The following ingredients have 7 Servings
  • 2 lbs. pluots, pitted and quartered
  • 1 pint blueberries
  • 1/4 cup light brown sugar, lightly packed
  • 3 Tbsp. cornstarch
  • 1 Tbsp. red wine or creme de cassis liqueur (optional)
  • 1 cup all-purpose flour
  • 1/2 cup light brown sugar, lightly packed
  • 1/2 tsp. salt
  • 1/2 tsp. cinnamon
  • 1 cup old-fashioned oatmeal (or quick oats)
  • 1/2 cup chopped walnuts or pecans
  • 1/2 cup (1 sticks) softened unsalted butter, diced

Instruction

  • Preheat the oven to 375 degrees.
  • For the fruit, in a large bowl, combine the pluots, blueberries, (1/4 cup) brown sugar, cornstarch and the wine (or liqueur). Pour mixture into a 12 x 8″ shallow baking dish and level out.
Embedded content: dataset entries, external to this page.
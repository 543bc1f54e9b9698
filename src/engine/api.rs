use std::sync::Arc;

use axum::{
    Json, Router,
    extract::{Path, State},
    http::StatusCode,
    response::{IntoResponse, Response},
    routing::{get, post},
};
use serde::Deserialize;
use tokio::sync::broadcast;

use crate::errors::EngineError;

use super::db::DbHandle;
use super::models::{TriggerEvent, TriggerSource};
use super::orchestrator::BuildOrchestrator;
use super::ws::{WsMessage, broadcast_message};

// ── Shared application state ──────────────────────────────────────────

pub struct AppState {
    pub db: DbHandle,
    pub orchestrator: Arc<BuildOrchestrator>,
    pub ws_tx: broadcast::Sender<String>,
}

pub type SharedState = Arc<AppState>;

// ── Request payload types ─────────────────────────────────────────────

#[derive(Deserialize)]
pub struct RegisterRepoRequest {
    pub owner: String,
    pub url: String,
    pub branch: Option<String>,
}

/// Validated push notification. Signature verification and provider payload
/// parsing happen upstream; by the time a request lands here it is already a
/// trigger event.
#[derive(Deserialize)]
pub struct PushEventRequest {
    pub owner: String,
    pub repo: String,
    pub branch: Option<String>,
    pub pusher: Option<String>,
}

// ── Error handling ────────────────────────────────────────────────────

pub enum ApiError {
    NotFound(String),
    BadRequest(String),
    Conflict(String),
    Internal(String),
}

impl IntoResponse for ApiError {
    fn into_response(self) -> Response {
        let (status, message) = match self {
            ApiError::NotFound(msg) => (StatusCode::NOT_FOUND, msg),
            ApiError::BadRequest(msg) => (StatusCode::BAD_REQUEST, msg),
            ApiError::Conflict(msg) => (StatusCode::CONFLICT, msg),
            ApiError::Internal(msg) => (StatusCode::INTERNAL_SERVER_ERROR, msg),
        };
        (status, Json(serde_json::json!({"error": message}))).into_response()
    }
}

impl From<EngineError> for ApiError {
    fn from(err: EngineError) -> Self {
        match err {
            EngineError::UnknownRepository { .. } | EngineError::BuildNotFound { .. } => {
                ApiError::NotFound(err.to_string())
            }
            EngineError::DuplicateRepository { .. } => ApiError::Conflict(err.to_string()),
            EngineError::Database(e) | EngineError::Other(e) => {
                ApiError::Internal(format!("{:#}", e))
            }
        }
    }
}

// ── Router ────────────────────────────────────────────────────────────

pub fn api_router() -> Router<SharedState> {
    Router::new()
        .route("/api/repos", get(list_repos).post(register_repo))
        .route("/api/repos/{owner}/{repo}/build", post(trigger_build_handler))
        .route("/api/repos/{owner}/{repo}/builds", get(list_repo_builds))
        .route("/api/builds/{id}", get(get_build))
        .route("/api/hooks/push", post(push_hook))
        .route("/health", get(health_check))
}

// ── Helpers ───────────────────────────────────────────────────────────

/// Repo display name from the source URL: last path segment, `.git` shorn.
fn repo_name_from_url(url: &str) -> Option<String> {
    let name = url
        .trim()
        .trim_end_matches('/')
        .trim_end_matches(".git")
        .rsplit('/')
        .next()?
        .to_string();
    if name.is_empty() { None } else { Some(name) }
}

fn valid_identifier(s: &str) -> bool {
    !s.is_empty()
        && s.chars()
            .all(|c| c.is_ascii_alphanumeric() || matches!(c, '-' | '_' | '.'))
}

// ── Handlers ──────────────────────────────────────────────────────────

async fn health_check(State(state): State<SharedState>) -> impl IntoResponse {
    Json(serde_json::json!({
        "status": "ok",
        "pressure": state.orchestrator.pressure(),
    }))
}

async fn list_repos(State(state): State<SharedState>) -> Result<impl IntoResponse, ApiError> {
    let repos = state
        .db
        .call(|db| db.list_repos())
        .await
        .map_err(|e| ApiError::Internal(format!("{:#}", e)))?;
    Ok(Json(repos))
}

/// Register a repository and kick off its first build, mirroring the manual
/// "add repo" action: the response returns as soon as the build is accepted.
async fn register_repo(
    State(state): State<SharedState>,
    Json(req): Json<RegisterRepoRequest>,
) -> Result<impl IntoResponse, ApiError> {
    let owner = req.owner.trim().to_string();
    let url = req.url.trim().to_string();
    if !valid_identifier(&owner) {
        return Err(ApiError::BadRequest(
            "owner must be non-empty and contain only alphanumerics, '-', '_', '.'".to_string(),
        ));
    }
    let name = repo_name_from_url(&url)
        .ok_or_else(|| ApiError::BadRequest("Could not parse repository name from url".to_string()))?;
    if !valid_identifier(&name) {
        return Err(ApiError::BadRequest(format!(
            "Repository name '{}' contains unsupported characters",
            name
        )));
    }
    let branch = req.branch.unwrap_or_else(|| "main".to_string());

    let repo = {
        let err_owner = owner.clone();
        let err_name = name.clone();
        let (owner, name, url, branch) = (owner.clone(), name.clone(), url, branch);
        state
            .db
            .call(move |db| {
                if db.get_repo(&owner, &name)?.is_some() {
                    return Ok(None);
                }
                db.create_repo(&owner, &name, &url, &branch).map(Some)
            })
            .await
            .map_err(|e| ApiError::Internal(format!("{:#}", e)))?
            .ok_or_else(|| {
                ApiError::from(EngineError::DuplicateRepository {
                    owner: err_owner,
                    repo: err_name,
                })
            })?
    };

    broadcast_message(
        &state.ws_tx,
        &WsMessage::RepoRegistered {
            owner: repo.owner.clone(),
            name: repo.name.clone(),
        },
    );

    // Initial build, same path as a manual trigger. Registration already
    // succeeded, so a trigger error only loses the kick-off, not the repo.
    let initial_build_id = match state
        .orchestrator
        .trigger_build(TriggerEvent {
            owner: repo.owner.clone(),
            repo: repo.name.clone(),
            branch: None,
            requested_by: "registration".to_string(),
            source: TriggerSource::Manual,
        })
        .await
    {
        Ok(id) => Some(id),
        Err(e) => {
            tracing::warn!(
                repo = %format!("{}/{}", repo.owner, repo.name),
                "Failed to trigger initial build: {}",
                e
            );
            None
        }
    };

    Ok((
        StatusCode::CREATED,
        Json(serde_json::json!({
            "repo": repo,
            "initial_build_id": initial_build_id,
        })),
    ))
}

async fn trigger_build_handler(
    State(state): State<SharedState>,
    Path((owner, repo)): Path<(String, String)>,
) -> Result<impl IntoResponse, ApiError> {
    let build_id = state
        .orchestrator
        .trigger_build(TriggerEvent {
            owner,
            repo,
            branch: None,
            requested_by: "api".to_string(),
            source: TriggerSource::Manual,
        })
        .await?;
    Ok((
        StatusCode::ACCEPTED,
        Json(serde_json::json!({"build_id": build_id})),
    ))
}

async fn push_hook(
    State(state): State<SharedState>,
    Json(event): Json<PushEventRequest>,
) -> Result<impl IntoResponse, ApiError> {
    let build_id = state
        .orchestrator
        .trigger_build(TriggerEvent {
            owner: event.owner,
            repo: event.repo,
            branch: event.branch,
            requested_by: event.pusher.unwrap_or_else(|| "webhook".to_string()),
            source: TriggerSource::Webhook,
        })
        .await?;
    Ok((
        StatusCode::ACCEPTED,
        Json(serde_json::json!({"build_id": build_id})),
    ))
}

async fn list_repo_builds(
    State(state): State<SharedState>,
    Path((owner, repo)): Path<(String, String)>,
) -> Result<impl IntoResponse, ApiError> {
    let builds = state
        .db
        .call(move |db| {
            let Some(record) = db.get_repo(&owner, &repo)? else {
                return Ok(None);
            };
            db.list_builds(record.id).map(Some)
        })
        .await
        .map_err(|e| ApiError::Internal(format!("{:#}", e)))?
        .ok_or_else(|| ApiError::NotFound("Repository not found".to_string()))?;
    Ok(Json(builds))
}

async fn get_build(
    State(state): State<SharedState>,
    Path(id): Path<i64>,
) -> Result<impl IntoResponse, ApiError> {
    let build = state
        .db
        .call(move |db| db.get_build(id))
        .await
        .map_err(|e| ApiError::Internal(format!("{:#}", e)))?
        .ok_or_else(|| ApiError::from(EngineError::BuildNotFound { id }))?;
    Ok(Json(build))
}

#[cfg(test)]
mod tests {
    use super::*;
    use crate::config::EngineConfig;
    use crate::engine::db::EngineDb;
    use crate::engine::workspace::WorkspaceManager;
    use axum::body::Body;
    use axum::http::Request;
    use http_body_util::BodyExt;
    use tower::ServiceExt;

    fn test_state(dir: &std::path::Path) -> SharedState {
        let db = DbHandle::new(EngineDb::new_in_memory().unwrap());
        let (ws_tx, _) = broadcast::channel(16);
        let orchestrator = Arc::new(BuildOrchestrator::new(
            db.clone(),
            Arc::new(WorkspaceManager::new(dir.join("workspaces"))),
            ws_tx.clone(),
            &EngineConfig::default(),
        ));
        Arc::new(AppState {
            db,
            orchestrator,
            ws_tx,
        })
    }

    fn test_router(dir: &std::path::Path) -> Router {
        api_router().with_state(test_state(dir))
    }

    async fn body_json(resp: Response) -> serde_json::Value {
        let bytes = resp.into_body().collect().await.unwrap().to_bytes();
        serde_json::from_slice(&bytes).unwrap()
    }

    #[tokio::test]
    async fn health_reports_pool_pressure() {
        let dir = tempfile::tempdir().unwrap();
        let app = test_router(dir.path());
        let resp = app
            .oneshot(Request::builder().uri("/health").body(Body::empty()).unwrap())
            .await
            .unwrap();
        assert_eq!(resp.status(), StatusCode::OK);
        let body = body_json(resp).await;
        assert_eq!(body["status"], "ok");
        assert_eq!(body["pressure"]["capacity"], 2);
    }

    #[tokio::test]
    async fn register_creates_repo_and_accepts_initial_build() {
        let dir = tempfile::tempdir().unwrap();
        let state = test_state(dir.path());
        let app = api_router().with_state(Arc::clone(&state));

        let resp = app
            .oneshot(
                Request::builder()
                    .method("POST")
                    .uri("/api/repos")
                    .header("content-type", "application/json")
                    .body(Body::from(
                        serde_json::json!({
                            "owner": "alice",
                            "url": "/srv/git/alice/widget.git"
                        })
                        .to_string(),
                    ))
                    .unwrap(),
            )
            .await
            .unwrap();
        assert_eq!(resp.status(), StatusCode::CREATED);
        let body = body_json(resp).await;
        assert_eq!(body["repo"]["name"], "widget");
        assert_eq!(body["repo"]["default_branch"], "main");
        assert!(body["initial_build_id"].is_i64());

        // Let the (failing) initial build settle before the tempdir goes away.
        state.orchestrator.wait_for_idle().await;
    }

    #[tokio::test]
    async fn register_duplicate_is_conflict() {
        let dir = tempfile::tempdir().unwrap();
        let state = test_state(dir.path());
        let payload = serde_json::json!({
            "owner": "alice",
            "url": "/srv/git/alice/widget.git"
        })
        .to_string();

        for expected in [StatusCode::CREATED, StatusCode::CONFLICT] {
            let app = api_router().with_state(Arc::clone(&state));
            let resp = app
                .oneshot(
                    Request::builder()
                        .method("POST")
                        .uri("/api/repos")
                        .header("content-type", "application/json")
                        .body(Body::from(payload.clone()))
                        .unwrap(),
                )
                .await
                .unwrap();
            assert_eq!(resp.status(), expected);
        }
        state.orchestrator.wait_for_idle().await;
    }

    #[tokio::test]
    async fn register_rejects_bad_owner() {
        let dir = tempfile::tempdir().unwrap();
        let app = test_router(dir.path());
        let resp = app
            .oneshot(
                Request::builder()
                    .method("POST")
                    .uri("/api/repos")
                    .header("content-type", "application/json")
                    .body(Body::from(
                        serde_json::json!({"owner": "../evil", "url": "https://x/y.git"})
                            .to_string(),
                    ))
                    .unwrap(),
            )
            .await
            .unwrap();
        assert_eq!(resp.status(), StatusCode::BAD_REQUEST);
    }

    #[tokio::test]
    async fn trigger_on_unknown_repo_is_not_found() {
        let dir = tempfile::tempdir().unwrap();
        let app = test_router(dir.path());
        let resp = app
            .oneshot(
                Request::builder()
                    .method("POST")
                    .uri("/api/repos/nobody/nothing/build")
                    .body(Body::empty())
                    .unwrap(),
            )
            .await
            .unwrap();
        assert_eq!(resp.status(), StatusCode::NOT_FOUND);
    }

    #[tokio::test]
    async fn push_hook_on_unknown_repo_is_not_found() {
        let dir = tempfile::tempdir().unwrap();
        let app = test_router(dir.path());
        let resp = app
            .oneshot(
                Request::builder()
                    .method("POST")
                    .uri("/api/hooks/push")
                    .header("content-type", "application/json")
                    .body(Body::from(
                        serde_json::json!({"owner": "nobody", "repo": "nothing"}).to_string(),
                    ))
                    .unwrap(),
            )
            .await
            .unwrap();
        assert_eq!(resp.status(), StatusCode::NOT_FOUND);
    }

    #[tokio::test]
    async fn missing_build_is_not_found() {
        let dir = tempfile::tempdir().unwrap();
        let app = test_router(dir.path());
        let resp = app
            .oneshot(
                Request::builder()
                    .uri("/api/builds/999")
                    .body(Body::empty())
                    .unwrap(),
            )
            .await
            .unwrap();
        assert_eq!(resp.status(), StatusCode::NOT_FOUND);
    }

    #[test]
    fn repo_name_parsing_handles_common_shapes() {
        assert_eq!(
            repo_name_from_url("https://github.com/alice/widget.git"),
            Some("widget".to_string())
        );
        assert_eq!(
            repo_name_from_url("https://github.com/alice/widget/"),
            Some("widget".to_string())
        );
        assert_eq!(repo_name_from_url(""), None);
    }
}
use std::path::PathBuf;

use anyhow::Result;
use clap::{Parser, Subcommand};

use anvil::config::EngineConfig;
use anvil::engine::server;

#[derive(Parser)]
#[command(name = "anvil")]
#[command(version, about = "Self-hosted continuous integration engine")]
pub struct Cli {
    /// Path to a config file (defaults to ./anvil.toml if present)
    #[arg(long, global = true)]
    pub config: Option<PathBuf>,

    #[command(subcommand)]
    pub command: Commands,
}

#[derive(Subcommand)]
pub enum Commands {
    /// Run the build engine and its HTTP API
    Serve {
        #[arg(short, long)]
        port: Option<u16>,

        /// Bind on all interfaces and enable permissive CORS
        #[arg(long)]
        dev: bool,

        /// SQLite database path
        #[arg(long)]
        db: Option<PathBuf>,

        /// Root directory for per-repo workspaces
        #[arg(long)]
        workspaces: Option<PathBuf>,

        /// Maximum number of builds executing concurrently
        #[arg(long)]
        workers: Option<usize>,
    },
}

#[tokio::main]
async fn main() -> Result<()> {
    dotenvy::dotenv().ok();
    tracing_subscriber::fmt()
        .with_env_filter(
            tracing_subscriber::EnvFilter::try_from_default_env()
                .unwrap_or_else(|_| tracing_subscriber::EnvFilter::new("anvil=info")),
        )
        .init();

    let cli = Cli::parse();
    match cli.command {
        Commands::Serve {
            port,
            dev,
            db,
            workspaces,
            workers,
        } => {
            let mut config = EngineConfig::load(cli.config.as_deref())?;
            if let Some(port) = port {
                config.port = port;
            }
            if dev {
                config.dev_mode = true;
            }
            if let Some(db) = db {
                config.db_path = db;
            }
            if let Some(workspaces) = workspaces {
                config.workspaces_root = workspaces;
            }
            if let Some(workers) = workers {
                config.max_concurrent_builds = workers.max(1);
            }
            server::start_server(config).await
        }
    }
}
//! Build execution engine.
//!
//! ## Overview
//!
//! The engine takes a registered repository and, on every trigger (manual
//! click or push hook), synchronizes its source into a dedicated workspace,
//! detects a build procedure, runs it, and appends the outcome to a
//! strictly-ordered build history. Triggers for the same repo+branch queue
//! FIFO behind a per-workspace lock; triggers for different repos run in
//! parallel up to a bounded worker pool.
//!
//! ## Module Map
//!
//! ```text
//! ┌──────────┐   HTTP   ┌────────────────────────────────────────────────┐
//! │  Client  │ ───────> │  server.rs  (axum Router, graceful shutdown)   │
//! │          │ <─────── │    └─ api.rs  (route handlers, AppState)       │
//! └──────────┘ WebSocket│         │                                      │
//!                       │         │ BuildOrchestrator::trigger_build()   │
//!                       │         v                                      │
//!                       │  orchestrator.rs  (worker pool, task handles)  │
//!                       │         │                                      │
//!                       │         │ WorkspaceManager::acquire()          │
//!                       │         v                                      │
//!                       │  workspace.rs  (keyed lock table, leases)      │
//!                       │         │                                      │
//!                       │         │ Synchronizer::sync()                 │
//!                       │         v                                      │
//!                       │  sync.rs ── detect.rs ── exec.rs               │
//!                       │  (git fetch)  (manifest)   (bounded capture)   │
//!                       └────────────────────────────────────────────────┘
//! ```
//!
//! ## Supporting Modules
//!
//! | Module   | Responsibility                                            |
//! |----------|-----------------------------------------------------------|
//! | `models` | Shared types: `Repository`, `Build`, `TriggerEvent`, ...  |
//! | `db`     | SQLite access via `DbHandle` (thin `Arc<Mutex<_>>`)       |
//! | `ws`     | `WsMessage` enum + `broadcast_message()` helper           |
//!
//! ## Typical Trigger Flow
//!
//! 1. `POST /api/repos/{owner}/{repo}/build` → `api::trigger_build_handler()`
//! 2. The orchestrator validates the repo, writes the build record twice
//!    (`pending`, then `running`) and returns the build id immediately.
//! 3. A spawned task waits for a worker-pool permit, then for the workspace
//!    lease of `(owner, repo, branch)`.
//! 4. `sync.rs` clones or fetch+resets the checkout and resolves the commit.
//! 5. `detect.rs` inspects `package.json`; a declared build script yields an
//!    install step and a build step, otherwise the build is a no-op success.
//! 6. `exec.rs` runs each step with bounded output capture and a timeout.
//! 7. The record is finalized (`success`/`fail`/`error`) with concatenated
//!    logs and the resolved commit; every transition is broadcast over `/ws`.

pub mod api;
pub mod db;
pub mod detect;
pub mod exec;
pub mod models;
pub mod orchestrator;
pub mod server;
pub mod sync;
pub mod workspace;
pub mod ws;
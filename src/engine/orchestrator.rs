//! Build orchestration.
//!
//! The single entry point for trigger events, manual or webhook. Accepting a
//! trigger performs the two-phase record write (`pending`, then `running`)
//! synchronously, so the caller returns with a build id that observers can
//! already see; execution itself runs in a spawned task gated by a bounded,
//! fair worker pool and the per-workspace lease. Every spawned task handle
//! is retained until completion, so a crashed build cannot vanish without a
//! terminal status being written.
//!
//! Failure policy: anything in the `BuildFailure` taxonomy finalizes the
//! record as `fail` with the captured output; any other error reaching the
//! top of the task is an internal fault, finalized as `error` and logged at
//! error level as an operator signal.

use std::collections::HashMap;
use std::sync::Arc;
use std::sync::atomic::{AtomicUsize, Ordering};
use std::time::Duration;

use anyhow::Result;
use serde::Serialize;
use tokio::sync::{Mutex as AsyncMutex, Semaphore, broadcast};
use tokio::task::JoinHandle;

use crate::config::EngineConfig;
use crate::errors::{BuildFailure, EngineError};

use super::db::DbHandle;
use super::detect::detect;
use super::exec::CommandRunner;
use super::models::{BuildStatus, TriggerEvent, WorkspaceKey};
use super::sync::Synchronizer;
use super::workspace::WorkspaceManager;
use super::ws::{WsMessage, broadcast_message};

/// Worker-pool saturation snapshot, exposed via `/health` so the API layer
/// can report backpressure.
#[derive(Debug, Clone, Copy, Serialize)]
pub struct PoolPressure {
    /// Builds accepted but not yet executing (waiting for a permit or a
    /// workspace lease).
    pub queued: usize,
    pub running: usize,
    pub capacity: usize,
}

/// Shared per-build machinery, cloned into each spawned build task.
#[derive(Clone)]
struct EngineCore {
    db: DbHandle,
    workspaces: Arc<WorkspaceManager>,
    synchronizer: Synchronizer,
    runner: CommandRunner,
    ws_tx: broadcast::Sender<String>,
    command_timeout: Duration,
}

pub struct BuildOrchestrator {
    core: EngineCore,
    pool: Arc<Semaphore>,
    capacity: usize,
    queued: Arc<AtomicUsize>,
    running: Arc<AtomicUsize>,
    /// Handles of in-flight build tasks, keyed by build id.
    tasks: Arc<AsyncMutex<HashMap<i64, JoinHandle<()>>>>,
}

impl BuildOrchestrator {
    pub fn new(
        db: DbHandle,
        workspaces: Arc<WorkspaceManager>,
        ws_tx: broadcast::Sender<String>,
        config: &EngineConfig,
    ) -> Self {
        let runner = CommandRunner::new(config.output_cap_bytes);
        let command_timeout = Duration::from_secs(config.command_timeout_secs);
        Self {
            core: EngineCore {
                synchronizer: Synchronizer::new(runner.clone(), command_timeout),
                runner,
                db,
                workspaces,
                ws_tx,
                command_timeout,
            },
            pool: Arc::new(Semaphore::new(config.max_concurrent_builds)),
            capacity: config.max_concurrent_builds,
            queued: Arc::new(AtomicUsize::new(0)),
            running: Arc::new(AtomicUsize::new(0)),
            tasks: Arc::new(AsyncMutex::new(HashMap::new())),
        }
    }

    /// Accept a trigger: validate the repository, write the build record in
    /// `pending` then `running`, spawn the execution task, and return the
    /// build id. Never waits for the build itself.
    pub async fn trigger_build(&self, event: TriggerEvent) -> Result<i64, EngineError> {
        let (owner, name) = (event.owner.clone(), event.repo.clone());
        let repo = self
            .core
            .db
            .call(move |db| db.get_repo(&owner, &name))
            .await
            .map_err(EngineError::Database)?
            .ok_or_else(|| EngineError::UnknownRepository {
                owner: event.owner.clone(),
                repo: event.repo.clone(),
            })?;

        // Snapshot the branch now: the trigger's override wins, otherwise
        // the registry default as of this instant. Later registry edits do
        // not touch this build.
        let branch = event
            .branch
            .clone()
            .unwrap_or_else(|| repo.default_branch.clone());

        let insert_repo = repo.clone();
        let insert_branch = branch.clone();
        let build = self
            .core
            .db
            .call(move |db| db.create_build(&insert_repo, &insert_branch))
            .await
            .map_err(EngineError::Database)?;
        let build_id = build.id;
        let build = self
            .core
            .db
            .call(move |db| db.mark_build_running(build_id))
            .await
            .map_err(EngineError::Database)?;

        let repo_label = format!("{}/{}", repo.owner, repo.name);
        tracing::info!(
            build_id,
            repo = %repo_label,
            branch = %branch,
            source = event.source.as_str(),
            "build accepted"
        );
        broadcast_message(&self.core.ws_tx, &WsMessage::BuildStarted { build });

        let key = WorkspaceKey::new(&repo.owner, &repo.name, &branch);
        let url = repo.url.clone();
        let header = format!(
            "Build triggered by {} via {}\n",
            event.requested_by,
            event.source.as_str()
        );

        let core = self.core.clone();
        let pool = Arc::clone(&self.pool);
        let queued = Arc::clone(&self.queued);
        let running = Arc::clone(&self.running);
        let tasks = Arc::clone(&self.tasks);

        let handle = tokio::spawn(async move {
            core.append_log(build_id, header).await;

            queued.fetch_add(1, Ordering::SeqCst);
            let permit = pool.acquire_owned().await;
            queued.fetch_sub(1, Ordering::SeqCst);

            match permit {
                Ok(_permit) => {
                    running.fetch_add(1, Ordering::SeqCst);
                    let outcome = core.execute(build_id, &key, &url).await;
                    running.fetch_sub(1, Ordering::SeqCst);
                    if let Err(fault) = outcome {
                        tracing::error!(
                            build_id,
                            error = %format!("{:#}", fault),
                            "internal fault while executing build"
                        );
                        core.finalize(
                            build_id,
                            BuildStatus::Error,
                            format!("INTERNAL ERROR: {:#}\n", fault),
                            None,
                        )
                        .await;
                    }
                }
                Err(e) => {
                    core.finalize(
                        build_id,
                        BuildStatus::Error,
                        format!("INTERNAL ERROR: worker pool closed: {}\n", e),
                        None,
                    )
                    .await;
                }
            }

            tasks.lock().await.remove(&build_id);
        });
        self.tasks.lock().await.insert(build_id, handle);

        Ok(build_id)
    }

    /// Worker-pool saturation for the health endpoint.
    pub fn pressure(&self) -> PoolPressure {
        PoolPressure {
            queued: self.queued.load(Ordering::SeqCst),
            running: self.running.load(Ordering::SeqCst),
            capacity: self.capacity,
        }
    }

    /// Await completion of every tracked build task. Used by tests and by
    /// graceful shutdown so accepted builds still reach a terminal state.
    pub async fn wait_for_idle(&self) {
        loop {
            let handle = {
                let mut tasks = self.tasks.lock().await;
                let id = tasks.keys().next().copied();
                id.and_then(|id| tasks.remove(&id))
            };
            match handle {
                Some(handle) => {
                    let _ = handle.await;
                }
                None => break,
            }
        }
    }
}

impl EngineCore {
    /// Run one accepted build to a terminal state. Returns `Err` only for
    /// internal faults; build-logic failures are finalized as `fail` inside.
    async fn execute(&self, build_id: i64, key: &WorkspaceKey, url: &str) -> Result<()> {
        let lease = self.workspaces.acquire(key).await?;

        let report = match self.synchronizer.sync(lease.path(), url, &key.branch).await {
            Ok(report) => report,
            Err(failure) => {
                self.finalize(build_id, BuildStatus::Fail, failure_chunk(&failure), None)
                    .await;
                return Ok(());
            }
        };
        let commit = report.commit.clone();
        self.append_log(build_id, report.transcript).await;

        let detection = detect(lease.path());
        self.append_log(build_id, detection.transcript).await;

        // Install strictly precedes build, both under the same lease.
        let steps = [detection.plan.install, detection.plan.build];
        for spec in steps.into_iter().flatten() {
            self.append_log(build_id, format!("Running {}\n", spec)).await;
            match self.runner.run(&spec, lease.path(), self.command_timeout).await {
                Ok(out) => self.append_log(build_id, out.output).await,
                Err(failure) => {
                    self.finalize(build_id, BuildStatus::Fail, failure_chunk(&failure), None)
                        .await;
                    return Ok(());
                }
            }
        }

        self.finalize(
            build_id,
            BuildStatus::Success,
            format!("Build succeeded at {}\n", commit),
            Some(commit),
        )
        .await;
        Ok(())
    }

    async fn append_log(&self, build_id: i64, chunk: String) {
        if chunk.is_empty() {
            return;
        }
        if let Err(e) = self
            .db
            .call(move |db| db.append_build_logs(build_id, &chunk))
            .await
        {
            tracing::warn!(build_id, "Failed to append build logs: {:#}", e);
        }
    }

    async fn finalize(
        &self,
        build_id: i64,
        status: BuildStatus,
        chunk: String,
        commit: Option<String>,
    ) {
        let result = self
            .db
            .call(move |db| db.finalize_build(build_id, status, &chunk, commit.as_deref()))
            .await;
        match result {
            Ok(build) => {
                tracing::info!(build_id, status = status.as_str(), "build finalized");
                broadcast_message(&self.ws_tx, &WsMessage::BuildFinished { build });
            }
            Err(e) => tracing::warn!(build_id, "Failed to finalize build: {:#}", e),
        }
    }
}

/// Captured output plus a trailing error line, the shape build logs use for
/// every failed step.
fn failure_chunk(failure: &BuildFailure) -> String {
    let mut chunk = failure.output().to_string();
    if !chunk.is_empty() && !chunk.ends_with('\n') {
        chunk.push('\n');
    }
    chunk.push_str(&format!("ERROR: {}\n", failure));
    chunk
}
  • For the topping, combine the flour, (1/2 cup) brown sugar, salt, cinnamon, oatmeal, and butter in a bowl. Work together with fingers until clumpy, and then stir in nuts. Scatter evenly over the fruit mixture.
  • Bake the crisp for 40-45 minutes, or until the fruit is bubbling and the top is browned. Serve warm or at room temperature, and feel free to pair it with ice cream.